What is the number of lines in the records below holding the string "through"? Reply with it and nothing else.

-- Data for the task follows --

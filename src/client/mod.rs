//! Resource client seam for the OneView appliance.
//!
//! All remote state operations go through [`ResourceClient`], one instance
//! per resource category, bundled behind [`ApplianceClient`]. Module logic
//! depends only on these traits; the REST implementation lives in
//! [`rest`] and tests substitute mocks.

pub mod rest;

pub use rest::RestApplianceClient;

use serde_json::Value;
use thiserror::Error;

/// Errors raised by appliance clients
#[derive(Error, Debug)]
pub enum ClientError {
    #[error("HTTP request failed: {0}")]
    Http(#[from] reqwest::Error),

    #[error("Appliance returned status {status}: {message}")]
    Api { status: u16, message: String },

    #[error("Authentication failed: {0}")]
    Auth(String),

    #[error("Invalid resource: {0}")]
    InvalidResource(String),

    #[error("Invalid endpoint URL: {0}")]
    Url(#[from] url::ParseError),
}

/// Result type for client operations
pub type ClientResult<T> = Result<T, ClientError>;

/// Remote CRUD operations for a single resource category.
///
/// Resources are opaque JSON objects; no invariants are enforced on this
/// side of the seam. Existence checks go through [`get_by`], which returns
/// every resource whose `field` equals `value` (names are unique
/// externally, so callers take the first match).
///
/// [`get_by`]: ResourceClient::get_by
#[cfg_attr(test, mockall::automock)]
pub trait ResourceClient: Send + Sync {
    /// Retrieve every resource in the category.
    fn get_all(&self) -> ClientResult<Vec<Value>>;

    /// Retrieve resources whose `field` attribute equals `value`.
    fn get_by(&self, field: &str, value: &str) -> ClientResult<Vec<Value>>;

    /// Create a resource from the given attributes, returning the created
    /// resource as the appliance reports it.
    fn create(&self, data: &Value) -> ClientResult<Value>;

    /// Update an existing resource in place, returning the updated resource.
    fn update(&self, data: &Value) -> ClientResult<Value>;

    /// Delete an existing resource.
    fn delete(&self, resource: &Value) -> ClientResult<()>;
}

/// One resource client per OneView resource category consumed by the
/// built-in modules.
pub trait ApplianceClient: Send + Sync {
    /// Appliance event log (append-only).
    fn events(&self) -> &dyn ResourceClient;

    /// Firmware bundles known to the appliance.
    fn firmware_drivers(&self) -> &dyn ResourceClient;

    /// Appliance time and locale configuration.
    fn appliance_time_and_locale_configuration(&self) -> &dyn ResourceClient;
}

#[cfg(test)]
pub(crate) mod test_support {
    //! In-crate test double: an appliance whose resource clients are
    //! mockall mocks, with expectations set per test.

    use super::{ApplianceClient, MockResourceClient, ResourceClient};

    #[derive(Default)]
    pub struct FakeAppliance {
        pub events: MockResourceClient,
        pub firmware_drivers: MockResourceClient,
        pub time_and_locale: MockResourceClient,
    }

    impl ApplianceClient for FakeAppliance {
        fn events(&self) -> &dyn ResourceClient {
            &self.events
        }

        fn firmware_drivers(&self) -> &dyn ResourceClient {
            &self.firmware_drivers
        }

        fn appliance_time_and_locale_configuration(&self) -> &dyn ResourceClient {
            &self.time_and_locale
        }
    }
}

-- Data for the task concluded --
-- Data for the task follows --

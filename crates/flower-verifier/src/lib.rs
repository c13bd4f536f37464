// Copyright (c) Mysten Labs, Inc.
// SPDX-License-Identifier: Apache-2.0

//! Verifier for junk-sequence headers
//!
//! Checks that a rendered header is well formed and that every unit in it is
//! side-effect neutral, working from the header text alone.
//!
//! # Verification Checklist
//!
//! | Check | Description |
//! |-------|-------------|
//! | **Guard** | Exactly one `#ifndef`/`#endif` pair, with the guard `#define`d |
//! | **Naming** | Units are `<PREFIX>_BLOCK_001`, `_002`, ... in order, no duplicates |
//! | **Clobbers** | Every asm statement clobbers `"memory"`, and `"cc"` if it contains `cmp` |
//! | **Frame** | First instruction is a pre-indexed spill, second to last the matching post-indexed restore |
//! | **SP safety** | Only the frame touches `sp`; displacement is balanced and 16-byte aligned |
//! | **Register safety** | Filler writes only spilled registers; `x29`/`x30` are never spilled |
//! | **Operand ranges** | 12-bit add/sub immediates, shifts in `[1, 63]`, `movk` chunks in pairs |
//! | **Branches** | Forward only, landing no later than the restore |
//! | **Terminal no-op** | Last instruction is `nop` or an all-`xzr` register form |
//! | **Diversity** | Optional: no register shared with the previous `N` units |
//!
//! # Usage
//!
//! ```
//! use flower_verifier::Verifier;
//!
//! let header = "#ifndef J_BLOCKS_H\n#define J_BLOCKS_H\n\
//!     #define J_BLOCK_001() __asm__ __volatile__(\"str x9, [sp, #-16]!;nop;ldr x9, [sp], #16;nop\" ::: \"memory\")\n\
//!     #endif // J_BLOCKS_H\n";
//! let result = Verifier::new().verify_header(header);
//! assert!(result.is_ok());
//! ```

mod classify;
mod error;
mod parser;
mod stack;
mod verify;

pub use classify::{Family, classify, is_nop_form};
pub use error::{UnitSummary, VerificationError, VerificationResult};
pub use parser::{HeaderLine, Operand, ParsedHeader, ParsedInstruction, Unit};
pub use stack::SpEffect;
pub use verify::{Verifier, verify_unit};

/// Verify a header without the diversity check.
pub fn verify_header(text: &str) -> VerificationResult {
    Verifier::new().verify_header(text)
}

-- Data for the task concluded --

Task answer: 2